The Equality Duty requires public authorities to have due regard to the need to eliminate discrimination, advance equality of opportunity and foster good relations. It supports good decision-making by ensuring that public authorities understand how different people will be affected by their activities, so that services are appropriate and accessible to all, and meet different people’s needs.

To assist public authorities in the better performance of the Equality Duty, the Government have today laid before Parliament for approval the Equality Act 2010 (Specific Duties) Regulations 2011. These regulations will promote the better performance of the Equality Duty by requiring those public authorities to publish:

equality objectives, at least every four years;

information to demonstrate their compliance with the Equality Duty, at least annually.

The latter will need to include, in particular, information relating to their employees (for authorities with 150 or more staff) and others affected by their policies and practices, such as service users.

The publication of this information will ensure that public authorities are transparent about their performance on equality. This transparency will drive the better performance of the Equality Duty without burdening public authorities with unnecessary bureaucratic processes, or the production of superfluous documents.
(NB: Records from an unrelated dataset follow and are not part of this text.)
//! Model implementations for Threadsmith.
//!
//! Every provider here implements the `Model` trait from
//! `threadsmith-abstraction`; the crew runner does not care which one it
//! gets.
//!
//! # Providers
//!
//! - **Mock**: Echoing stub for wiring checks, no network
//! - **Scripted**: Plays back a fixed sequence of responses (pipeline tests)
//! - **Claude**: Anthropic messages API (needs `ANTHROPIC_API_KEY`)
//! - **OpenAI**: OpenAI chat completions API (needs `OPENAI_API_KEY`)

pub mod claude;
pub mod factory;
pub mod openai;
pub mod scripted;

use async_trait::async_trait;
use std::fmt::Write;
use threadsmith_abstraction::{
    ChatMessage, Model, ModelError, ModelParameters, ModelResponse, ModelUsage,
};
use tracing::debug;

pub use claude::ClaudeModel;
pub use factory::{ModelConfig, ModelFactory, ModelType};
pub use openai::OpenAIModel;
pub use scripted::ScriptedModel;

/// Offline stand-in for a real provider.
///
/// Echoes the conversation back instead of reasoning about it, so a run
/// against it exercises prompt assembly without any network traffic. The
/// echo is plain prose and never parses as JSON.
#[derive(Debug, Default)]
pub struct MockModel {
    id: String,
}

impl MockModel {
    /// A mock that reports the given model ID.
    #[must_use]
    pub const fn new(id: String) -> Self {
        Self { id }
    }

    fn respond(&self, prompt_tokens: u32, content: String) -> ModelResponse {
        let completion_tokens = count_tokens(&content);
        ModelResponse {
            content,
            model_id: Some(self.id.clone()),
            usage: Some(ModelUsage {
                prompt_tokens,
                completion_tokens,
                total_tokens: prompt_tokens + completion_tokens,
            }),
        }
    }
}

#[async_trait]
impl Model for MockModel {
    async fn generate_text(
        &self,
        prompt: &str,
        parameters: Option<ModelParameters>,
    ) -> Result<ModelResponse, ModelError> {
        debug!(
            model_id = %self.id,
            prompt_len = prompt.len(),
            parameters = ?parameters,
            "MockModel echoing prompt"
        );

        let content = format!("Echo from {}: {prompt}", self.id);
        Ok(self.respond(count_tokens(prompt), content))
    }

    async fn generate_chat_completion(
        &self,
        messages: &[ChatMessage],
        parameters: Option<ModelParameters>,
    ) -> Result<ModelResponse, ModelError> {
        debug!(
            model_id = %self.id,
            message_count = messages.len(),
            parameters = ?parameters,
            "MockModel echoing conversation"
        );

        let mut echo = format!("Echo from {} ({} turns)\n", self.id, messages.len());
        for message in messages {
            let _ = writeln!(echo, "[{}] {}", message.role, message.content);
        }

        let prompt_tokens: u32 = messages.iter().map(|m| count_tokens(&m.content)).sum();
        Ok(self.respond(prompt_tokens, echo))
    }

    fn model_id(&self) -> &str {
        &self.id
    }
}

/// Rough token estimate: about one token per four characters.
fn count_tokens(text: &str) -> u32 {
    u32::try_from(text.chars().count().div_ceil(4)).unwrap_or(u32::MAX)
}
Public authorities will have flexibility in deciding what information to publish, and will be held to account by the people they serve.

With the exception of schools, public authorities will be required to publish relevant information demonstrating their compliance by 31 January 2012, and their first equality objectives by 6 April 2012. Schools will be required to publish both their information and their equality objectives by 6 April 2012.

The Government will work closely with the Equality and Human Rights Commission to ensure that clear non-statutory guidance is available to public authorities to help them to comply with these regulations.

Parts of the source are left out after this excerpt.